Tenuous metaphors aside, shortcuts to do tedious stuff are full of win and not difficult to set up. If you already use tools to automate tests, it’s just a matter of making some handy methods to do common tasks. Do you already have a test that steals buckets for you? Just modify it so that you can substitute whatever values you need to help you do your manual testing and hey presto, you’re already well on your way to pouring paper on an endangered species.

My latest fad is to link up data generation to hotkeys. If you’re using a Mac, you can use the lovely Keyboard Maestro for this. Otherwise if you’re on Windows (like I am), you can use the less glamorous AutoHotkey, which gave my antivirus software a small panic attack when I installed it (which I just ignored, with no dire consequences so far). Once installed, take a look at the tutorial. It’s quite easy to follow.

At my work, we already had a few little data generation scripts written in Ruby, so it was a simple matter to hook them up to some hotkeys using AutoHotkey, like so:

[cc]#w::Run ruby random_words.rb 2
#e::Run ruby random_email.rb trishk
#c::Run Ruby random_campaign.rb[/cc]

Respectively, these lines do the following:
Windows key + w = Generates 2 random words and copies them to my clipboard.
Windows key + e = Generates a randomized email address that will still point to my account and copies it to my clipboard.
Windows key + c = Randomly selects a URL from a list of test email campaigns and copies it to my clipboard.

That’s everything I need to fill out most forms in the application I’m testing. So when I just need safe, unique inputs, I can save a few seconds on each screen while filling in forms. More importantly, I don’t have to break my focus in order to find or generate appropriate test data.

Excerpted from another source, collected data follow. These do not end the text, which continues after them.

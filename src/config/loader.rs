//! Configuration loading from disk.

use std::fs;
use std::path::Path;

use thiserror::Error;

use crate::config::schema::ProxyConfig;
use crate::config::validation::{validate_config, ValidationError};

/// Error type for configuration loading.
#[derive(Debug, Error)]
pub enum ConfigError {
    #[error("IO error: {0}")]
    Io(#[from] std::io::Error),

    #[error("Parse error: {0}")]
    Parse(#[from] toml::de::Error),

    #[error("Validation failed: {}", format_errors(.0))]
    Validation(Vec<ValidationError>),
}

fn format_errors(errors: &[ValidationError]) -> String {
    errors
        .iter()
        .map(ToString::to_string)
        .collect::<Vec<_>>()
        .join(", ")
}

/// Load and validate configuration from a TOML file.
pub fn load_config(path: &Path) -> Result<ProxyConfig, ConfigError> {
    let content = fs::read_to_string(path)?;
    let config: ProxyConfig = toml::from_str(&content)?;

    validate_config(&config).map_err(ConfigError::Validation)?;

    Ok(config)
}
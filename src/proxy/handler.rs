//! Request orchestration.
//!
//! Control flow per request:
//! params → loopback guard → origin fetch → compression policy →
//! (transcode | bypass stream) → client. Exactly one response is produced
//! on every path, and headers are only assembled before the response value
//! exists; nothing mutates them after.

use std::collections::HashMap;
use std::net::SocketAddr;

use axum::body::Body;
use axum::extract::{ConnectInfo, Query, State};
use axum::http::{header, HeaderMap, HeaderName, Response, StatusCode};
use tracing::{debug, error, info, warn};
use url::Url;

use crate::error::ProxyError;
use crate::http::headers::{
    apply_bypass_headers, apply_passthrough_overrides, copy_origin_headers, redirect_response,
    set_header, X_BYTES_SAVED, X_ORIGINAL_SIZE,
};
use crate::http::params::RequestParams;
use crate::http::server::AppState;
use crate::observability::metrics;
use crate::proxy::{loopback, policy};
use crate::transcode::{self, TranscodeOptions};

/// Body served when no `url` parameter is given, so clients can probe that
/// they are talking to this proxy.
pub const IDENTIFICATION: &str = "bandwidth-hero-proxy";

/// The proxy endpoint.
pub async fn proxy_handler(
    State(state): State<AppState>,
    ConnectInfo(peer): ConnectInfo<SocketAddr>,
    Query(query): Query<HashMap<String, String>>,
    inbound: HeaderMap,
) -> Response<Body> {
    let default_quality = state.config.transcode.default_quality;
    let Some(params) = RequestParams::from_query(&query, default_quality) else {
        metrics::record_request("identification");
        return plain_response(StatusCode::OK, IDENTIFICATION);
    };

    // Parsing doubles as validation; the serialized form is the
    // percent-encoded URL used for redirects and the outbound fetch.
    let target = match Url::parse(&params.url) {
        Ok(url) if matches!(url.scheme(), "http" | "https") => url,
        _ => {
            debug!(url = %params.url, "rejecting unparseable target");
            metrics::record_request("invalid_url");
            return plain_response(StatusCode::BAD_REQUEST, "Invalid URL");
        }
    };

    let client_ip = peer.ip().to_string();
    if loopback::is_self_request(&inbound, &client_ip) {
        warn!(url = %target, "loopback detected, redirecting without fetch");
        metrics::record_request("loopback");
        return redirect_response(target.as_str());
    }

    let origin = match state.fetcher.fetch(&target, &inbound, &client_ip).await {
        Ok(origin) => origin,
        Err(ProxyError::InvalidUrl) => {
            metrics::record_request("invalid_url");
            return plain_response(StatusCode::BAD_REQUEST, "Invalid URL");
        }
        Err(ProxyError::Origin { status }) => {
            debug!(url = %target, status, "origin unusable, redirecting client");
            metrics::record_request("origin_redirect");
            return redirect_response(target.as_str());
        }
        Err(error) => {
            error!(url = %target, %error, "origin fetch failed");
            metrics::record_request("fetch_error");
            return redirect_response(target.as_str());
        }
    };

    let mut out_headers = HeaderMap::new();
    copy_origin_headers(&origin.headers, &mut out_headers);
    apply_passthrough_overrides(&mut out_headers);

    let compress = policy::should_compress(
        &origin.content_type,
        origin.content_length,
        inbound.contains_key(header::RANGE),
        params.want_webp,
    );

    if !compress {
        debug!(
            url = %target,
            content_type = %origin.content_type,
            size = origin.content_length,
            "policy declined, streaming origin bytes"
        );
        metrics::record_request("bypass");
        apply_bypass_headers(&origin.headers, &mut out_headers);
        return stream_response(out_headers, origin.into_stream());
    }

    let options = TranscodeOptions {
        quality: params.quality,
        grayscale: params.grayscale,
        max_height: state.config.transcode.max_height,
    };
    let declared_size = origin.content_length;

    match transcode::transcode(declared_size, origin.into_stream(), options).await {
        Ok(output) => {
            info!(
                url = %target,
                original_size = output.original_size,
                final_size = output.final_size,
                bytes_saved = output.bytes_saved(),
                quality = options.quality,
                grayscale = options.grayscale,
                "compressed"
            );
            metrics::record_request("compressed");
            metrics::record_bytes_saved(output.bytes_saved());

            // Result metadata is committed before any body byte leaves.
            out_headers.insert(
                header::CONTENT_TYPE,
                header::HeaderValue::from_static("image/jpeg"),
            );
            set_header(
                &mut out_headers,
                header::CONTENT_LENGTH,
                &output.final_size.to_string(),
            );
            set_header(
                &mut out_headers,
                HeaderName::from_static(X_ORIGINAL_SIZE),
                &output.original_size.to_string(),
            );
            set_header(
                &mut out_headers,
                HeaderName::from_static(X_BYTES_SAVED),
                &output.bytes_saved().to_string(),
            );

            let mut response = Response::new(Body::from(output.body));
            *response.headers_mut() = out_headers;
            response
        }
        Err(error) => {
            // Nothing has been sent yet, so the redirect fallback is safe.
            error!(url = %target, %error, "transcode failed, redirecting client");
            metrics::record_request("transcode_error");
            redirect_response(target.as_str())
        }
    }
}

/// 204 for browsers probing `/favicon.ico`.
pub async fn favicon_handler() -> StatusCode {
    StatusCode::NO_CONTENT
}

fn plain_response(status: StatusCode, body: &'static str) -> Response<Body> {
    let mut response = Response::new(Body::from(body));
    *response.status_mut() = status;
    response.headers_mut().insert(
        header::CONTENT_TYPE,
        header::HeaderValue::from_static("text/plain; charset=utf-8"),
    );
    response
}

fn stream_response<S>(headers: HeaderMap, stream: S) -> Response<Body>
where
    S: futures_util::Stream<Item = Result<bytes::Bytes, reqwest::Error>> + Send + 'static,
{
    // Backpressure-driven: the client's read pace gates how fast we pull
    // from the origin; a disconnect drops the stream and closes it.
    let mut response = Response::new(Body::from_stream(stream));
    *response.headers_mut() = headers;
    response
}
//! HTTP server setup.
//!
//! # Responsibilities
//! - Create the Axum router with the proxy and favicon routes
//! - Wire up middleware (tracing, request timeout)
//! - Share the origin fetcher and config with handlers
//! - Serve with graceful shutdown

use std::net::SocketAddr;
use std::sync::Arc;
use std::time::Duration;

use axum::routing::get;
use axum::Router;
use tokio::net::TcpListener;
use tower_http::timeout::TimeoutLayer;
use tower_http::trace::TraceLayer;

use crate::config::ProxyConfig;
use crate::fetch::OriginFetcher;
use crate::proxy::{favicon_handler, proxy_handler};

/// Application state injected into handlers.
#[derive(Clone)]
pub struct AppState {
    pub config: Arc<ProxyConfig>,
    pub fetcher: OriginFetcher,
}

/// HTTP server for the image proxy.
pub struct HttpServer {
    router: Router,
}

impl HttpServer {
    /// Create a new HTTP server with the given configuration.
    #[allow(deprecated)]
    pub fn new(config: ProxyConfig) -> Result<Self, reqwest::Error> {
        let fetcher = OriginFetcher::new(&config.fetch)?;
        let timeout = Duration::from_secs(config.listener.request_timeout_secs);
        let state = AppState {
            config: Arc::new(config),
            fetcher,
        };

        let router = Router::new()
            .route("/", get(proxy_handler))
            .route("/favicon.ico", get(favicon_handler))
            .with_state(state)
            .layer(TimeoutLayer::new(timeout))
            .layer(TraceLayer::new_for_http());

        Ok(Self { router })
    }

    /// Run the server until the shutdown future resolves.
    pub async fn run<F>(self, listener: TcpListener, shutdown: F) -> Result<(), std::io::Error>
    where
        F: std::future::Future<Output = ()> + Send + 'static,
    {
        let addr = listener.local_addr()?;
        tracing::info!(address = %addr, "HTTP server starting");

        let app = self
            .router
            .into_make_service_with_connect_info::<SocketAddr>();

        axum::serve(listener, app)
            .with_graceful_shutdown(shutdown)
            .await?;

        tracing::info!("HTTP server stopped");
        Ok(())
    }
}

/// Wait for shutdown signal (Ctrl+C).
pub async fn shutdown_signal() {
    if let Err(error) = tokio::signal::ctrl_c().await {
        tracing::error!(%error, "failed to install Ctrl+C handler");
        return;
    }
    tracing::info!("Shutdown signal received");
}
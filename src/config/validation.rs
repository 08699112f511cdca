//! Configuration validation.
//!
//! Serde handles the syntactic side; this module runs semantic checks on a
//! parsed config and reports every problem it finds, not just the first.

use std::fmt;
use std::net::SocketAddr;

use crate::config::schema::ProxyConfig;

/// A single semantic problem found in a configuration.
#[derive(Debug, Clone, PartialEq, Eq)]
pub struct ValidationError {
    pub field: &'static str,
    pub message: String,
}

impl fmt::Display for ValidationError {
    fn fmt(&self, f: &mut fmt::Formatter<'_>) -> fmt::Result {
        write!(f, "{}: {}", self.field, self.message)
    }
}

/// Validate a parsed configuration. Returns all errors found.
pub fn validate_config(config: &ProxyConfig) -> Result<(), Vec<ValidationError>> {
    let mut errors = Vec::new();

    if config.listener.bind_address.parse::<SocketAddr>().is_err() {
        errors.push(ValidationError {
            field: "listener.bind_address",
            message: format!("not a valid socket address: {:?}", config.listener.bind_address),
        });
    }

    if config.listener.request_timeout_secs == 0 {
        errors.push(ValidationError {
            field: "listener.request_timeout_secs",
            message: "must be greater than zero".to_string(),
        });
    }

    if config.fetch.timeout_secs == 0 {
        errors.push(ValidationError {
            field: "fetch.timeout_secs",
            message: "must be greater than zero".to_string(),
        });
    }

    if !(1..=100).contains(&config.transcode.default_quality) {
        errors.push(ValidationError {
            field: "transcode.default_quality",
            message: format!("must be in 1..=100, got {}", config.transcode.default_quality),
        });
    }

    if config.transcode.max_height == 0 {
        errors.push(ValidationError {
            field: "transcode.max_height",
            message: "must be greater than zero".to_string(),
        });
    }

    if config.observability.metrics_enabled
        && config.observability.metrics_address.parse::<SocketAddr>().is_err()
    {
        errors.push(ValidationError {
            field: "observability.metrics_address",
            message: format!(
                "not a valid socket address: {:?}",
                config.observability.metrics_address
            ),
        });
    }

    if errors.is_empty() {
        Ok(())
    } else {
        Err(errors)
    }
}
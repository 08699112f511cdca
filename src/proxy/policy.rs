//! Compression policy.
//!
//! Pure decision function: given what the origin declared about the
//! resource and what the client asked for, decide whether re-encoding is
//! worth it. No I/O, no hidden state.

/// Smallest image worth re-encoding for webp-capable clients.
pub const MIN_COMPRESS_LENGTH: u64 = 1024;

/// Threshold for converting lossless PNG/GIF to JPEG for clients that only
/// accept JPEG. Re-encoding a small lossless image as lossy JPEG is a net
/// loss well past the point where a small JPEG stops being worth the CPU,
/// hence the 100x larger bound.
pub const MIN_TRANSPARENT_COMPRESS_LENGTH: u64 = MIN_COMPRESS_LENGTH * 100;

/// Decide whether the origin resource should be re-encoded.
///
/// `origin_size` is the declared content length, with 0 meaning unknown or
/// empty. Rules are evaluated in order; the first rule that declines wins.
pub fn should_compress(
    origin_type: &str,
    origin_size: u64,
    has_range: bool,
    want_webp: bool,
) -> bool {
    if !origin_type.starts_with("image") {
        return false;
    }
    if origin_size == 0 {
        return false;
    }
    // Range semantics cannot be preserved across re-encoding.
    if has_range {
        return false;
    }
    if want_webp && origin_size < MIN_COMPRESS_LENGTH {
        return false;
    }
    if !want_webp
        && (origin_type.ends_with("png") || origin_type.ends_with("gif"))
        && origin_size < MIN_TRANSPARENT_COMPRESS_LENGTH
    {
        return false;
    }

    true
}
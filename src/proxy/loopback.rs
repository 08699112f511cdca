//! Loopback guard.
//!
//! The proxy marks every outbound fetch with a `via` header. If an inbound
//! request already carries that marker and the reported client address is a
//! loopback address, the target URL routes back through this process and
//! fetching it would recurse forever. This check runs before any network
//! I/O; the only safe answer is a redirect to the original URL.

use axum::http::{header, HeaderMap};

/// Hop provenance marker attached to every outbound fetch.
pub const PROXY_VIA: &str = "1.1 bandwidth-hero";

const LOOPBACK_ADDRS: &[&str] = &["127.0.0.1", "::1"];

/// Returns true when this request was already routed through this proxy.
///
/// The forwarded-for header takes precedence over the peer address, since a
/// self-call arrives through the local stack with the original client
/// address preserved in `x-forwarded-for`.
pub fn is_self_request(headers: &HeaderMap, peer_ip: &str) -> bool {
    let via_matches = headers
        .get(header::VIA)
        .and_then(|v| v.to_str().ok())
        .map(|v| v == PROXY_VIA)
        .unwrap_or(false);
    if !via_matches {
        return false;
    }

    let reported_ip = headers
        .get("x-forwarded-for")
        .and_then(|v| v.to_str().ok())
        .unwrap_or(peer_ip);

    LOOPBACK_ADDRS.contains(&reported_ip)
}
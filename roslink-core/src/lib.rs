//! # roslink-core
//!
//! Client-side transport and messaging layer for ROS 2 robot control.
//!
//! This crate contains:
//! - **Commands**: `Command`, `TrajPoint` and the `send_*` helpers on the manager
//! - **Codec**: `MessageCodec` (MessagePack envelopes) and `FrameCodec` stream framing
//! - **Transport**: TCP, UNIX domain socket and ZeroMQ pub/sub behind one contract
//! - **Manager**: `ConnectionManager` owning the link, its state and the dispatch task
//! - **Broadcast**: bounded per-subscriber feedback and state channels
//! - **Config**: `SdkConfig` loaded from TOML
//! - **Error**: typed, `thiserror`-based errors per operation

pub mod broadcast;
pub mod codec;
pub mod command;
pub mod commands;
pub mod config;
pub mod dispatch;
pub mod error;
pub mod manager;
pub mod message;
pub mod state;
pub mod transport;

// ── Re-exports for ergonomic usage ───────────────────────────────

pub use broadcast::{BroadcastChannel, OverflowPolicy, Subscription, SubscriptionId};
pub use codec::{DEFAULT_MAX_FRAME_SIZE, FrameCodec, FrameFormat, MessageCodec};
pub use command::{Command, JOYPAD_PUBLISHER, TrajPoint};
pub use config::SdkConfig;
pub use dispatch::{DispatchExit, DispatchStats, StatsSnapshot, TelemetryChannel};
pub use error::{
    ConfigError, ConnectError, DecodeError, EncodeError, RecvError, SendError, StateError,
};
pub use manager::{ConnectionManager, ManagerSettings};
pub use message::{Channel, InboundMessage, MessageType, Telemetry};
pub use state::ConnectionState;
pub use transport::{ConnectionOptions, Transport, TransportKind, TransportSettings};
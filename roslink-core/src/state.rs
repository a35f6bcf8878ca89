//! Connection lifecycle owned by the [`ConnectionManager`](crate::ConnectionManager).
//!
//! Transitions are validated and return `Result` instead of panicking.

use std::fmt;
use std::time::{Duration, Instant};

use crate::error::StateError;
use crate::transport::TransportKind;

// ── ConnectionState ──────────────────────────────────────────────

/// Where the manager is in its connect/disconnect cycle.
///
/// ```text
///  Disconnected ──► Connecting ──► Connected
///       ▲  ▲            │              │
///       │  │            ▼              │
///       │  └──────── Failed            │
///       └──────────────────────────────┘
/// ```
///
/// `Failed` behaves like `Disconnected` for retry purposes.
#[derive(Debug, Clone, PartialEq, Eq, Default)]
pub enum ConnectionState {
    /// No transport. Initial state.
    #[default]
    Disconnected,

    /// Sockets are being opened.
    Connecting { kind: TransportKind },

    /// Transport up and the dispatch loop running.
    Connected {
        kind: TransportKind,
        /// When the state was entered.
        since: Instant,
    },

    /// The last connect attempt failed.
    Failed { reason: String },
}

impl fmt::Display for ConnectionState {
    fn fmt(&self, f: &mut fmt::Formatter<'_>) -> fmt::Result {
        match self {
            Self::Disconnected => write!(f, "Disconnected"),
            Self::Connecting { kind } => write!(f, "Connecting ({kind})"),
            Self::Connected { kind, .. } => write!(f, "Connected ({kind})"),
            Self::Failed { reason } => write!(f, "Failed: {reason}"),
        }
    }
}

impl ConnectionState {
    pub fn is_connected(&self) -> bool {
        matches!(self, Self::Connected { .. })
    }

    /// `true` for `Disconnected` and `Failed`.
    pub fn is_idle(&self) -> bool {
        matches!(self, Self::Disconnected | Self::Failed { .. })
    }

    /// The transport in use while connecting or connected.
    pub fn kind(&self) -> Option<TransportKind> {
        match self {
            Self::Connecting { kind } | Self::Connected { kind, .. } => Some(*kind),
            _ => None,
        }
    }

    /// How long the state has been `Connected`.
    pub fn connected_duration(&self) -> Option<Duration> {
        match self {
            Self::Connected { since, .. } => Some(since.elapsed()),
            _ => None,
        }
    }

    // ── Transitions ──────────────────────────────────────────────

    /// Valid from: `Disconnected`, `Failed`.
    pub fn begin_connect(&mut self, kind: TransportKind) -> Result<(), StateError> {
        if !self.is_idle() {
            return Err(StateError("cannot connect: a connection is active"));
        }
        *self = Self::Connecting { kind };
        Ok(())
    }

    /// Valid from: `Connecting`.
    pub fn complete_connect(&mut self) -> Result<(), StateError> {
        match self {
            Self::Connecting { kind } => {
                *self = Self::Connected {
                    kind: *kind,
                    since: Instant::now(),
                };
                Ok(())
            }
            _ => Err(StateError("cannot complete connect: not Connecting")),
        }
    }

    /// Valid from: `Connecting`.
    pub fn fail_connect(&mut self, reason: impl Into<String>) -> Result<(), StateError> {
        match self {
            Self::Connecting { .. } => {
                *self = Self::Failed {
                    reason: reason.into(),
                };
                Ok(())
            }
            _ => Err(StateError("cannot fail connect: not Connecting")),
        }
    }

    /// Valid from: `Connected`.
    pub fn finish_disconnect(&mut self) -> Result<(), StateError> {
        match self {
            Self::Connected { .. } => {
                *self = Self::Disconnected;
                Ok(())
            }
            _ => Err(StateError("cannot disconnect: not Connected")),
        }
    }

    /// Reset to `Disconnected` regardless of the current state.
    pub fn force_disconnect(&mut self) {
        *self = Self::Disconnected;
    }
}

// ── Tests ────────────────────────────────────────────────────────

The great thing about this is that shortcuts are so easy to set up and modify. I could have several hotkey files, each one like a utility belt for the feature I’m testing. Perhaps tomorrow I will have to run a suite of tests that each need a fresh user account with different configurations. I could link a few keyboard shortcuts to API calls that create a new user, and each different shortcut could correspond to a different configuration.